- First tankōbon volume cover, featuring Riku Kurita

囚人リク
- Genre: Prison
- Written by: Shinobu Seguchi [ja]
- Published by: Akita Shoten
- Magazine: Weekly Shōnen Champion
- Original run: February 10, 2011 – February 15, 2018
- Volumes: 38

Boss Renoma: Shūjin Riku Gaiden
- Written by: Shinobu Seguchi
- Published by: Akita Shoten
- Magazine: Weekly Shōnen Champion
- Original run: August 30, 2018 – January 10, 2019
- Volumes: 2
- Anime and manga portal

= Shūjin Riku =

Japanese manga series

 (囚人リク, Shūjin Riku) is a Japanese manga series written and illustrated by Shinobu Seguchi. It was serialized in Akita Shoten's shōnen manga magazine Weekly Shōnen Champion from February 2011 to February 2018, with its chapters collected in 38 tankōbon volumes. The story follows Riku Kurita, a 13-year-old boy from the slums, witnesses the assassination of an old police officer wanting to denounce the Tokyo police chief's countless trafficking activities. The latter accuses Riku of the murder and sends him to a prison on an island isolated from the rest of the country, the Paradise Island Penitentiary.

==Plot==
One night, a meteorite crashed into the city of Tokyo. Ten years later, the destroyed Tokyo was undergoing reconstruction, but the area around the meteorite crater was left behind and turned into a slum area with extremely poor public safety. As a result, the megacity is cut in two, the affected area is a slum isolated from the rest of the country, and the rest of the city is reserved for rich people of the society. The slums were isolated by walls, and security was maintained even more strictly than in the outside. Riku Kurita, a boy orphaned by the meteorite crash, lives his days in the slums under the watchful eye of Goro Fujimoto, a middle-aged police officer whom he adores as his uncle. However, on July 8, in the 10th area of the slums, Fujimoto was killed while trying to expose the evil deeds of Eishu Kidoin, the police inspector general. Riku, who was present at the scene, was charged with murdering Fujimoto, he was imprisoned in Paradise Island Penitentiary. In order to defeat Kidouin and avenge his uncle's death, Riku decides to escape from prison with his friends. After much effort, he gathers his friends and manages to escape from the prison of the Island, but the group falls into Kidoin's hands and is sent to Kidoin's illegal facility, Hell Island on Jigokujima, where huge mine shafts were dug underground, and opium was cultivated and manufactured above ground. The group attempts to escape again under harsh conditions, with most of the prisoners being sent to die within a month.

==Publication==
Written and illustrated by Shinobu Seguchi, Shūjin Riku was serialized in Akita Shoten's shōnen manga magazine Weekly Shōnen Champion from February 10, 2011, to February 15, 2018. Akita Shoten collected its chapters in 38 tankōbon volumes, released from June 8, 2011, to April 6, 2018.
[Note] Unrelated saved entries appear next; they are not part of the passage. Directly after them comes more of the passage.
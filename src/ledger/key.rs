//! 幂等键
//!
//! 键只由调用方可控的内容决定：run、命名空间、工具名、参与去重的参数摘要、副作用范围、可选 nonce。
//! 不含时间戳，也不含 tool_call_id（除非它被当作 nonce）。

use serde_json::{json, Value};

use crate::normalize::hash;

const KEY_VERSION: &str = "v1";

#[derive(Debug, Clone, Copy)]
pub struct KeyMaterial<'a> {
    pub run_id: &'a str,
    pub namespace: &'a str,
    pub tool_name: &'a str,
    pub args_hash: &'a str,
    pub scope: &'a str,
    pub nonce: Option<&'a str>,
}

pub fn idempotency_key(material: &KeyMaterial<'_>) -> String {
    let nonce = material.nonce.map(Value::from).unwrap_or(Value::Null);
    hash(&json!([
        KEY_VERSION,
        material.run_id,
        material.namespace,
        material.tool_name,
        material.args_hash,
        material.scope,
        nonce,
    ]))
}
A gaiden story, titled Boss Renoma: Shūjin Riku Gaiden (ボスレノマ～「囚人リク」外伝～, Bosu Renoma Shūjin Riku Gaiden), was serialized in the same magazine from August 30, 2018, to January 10, 2019. Akita Shoten collected its chapters in two volumes, released on January 8 and March 8, 2019.

On May 30, 2025, Seguchi revealed in an interview with Anime News Network that the manga will be digitally released in English in North America.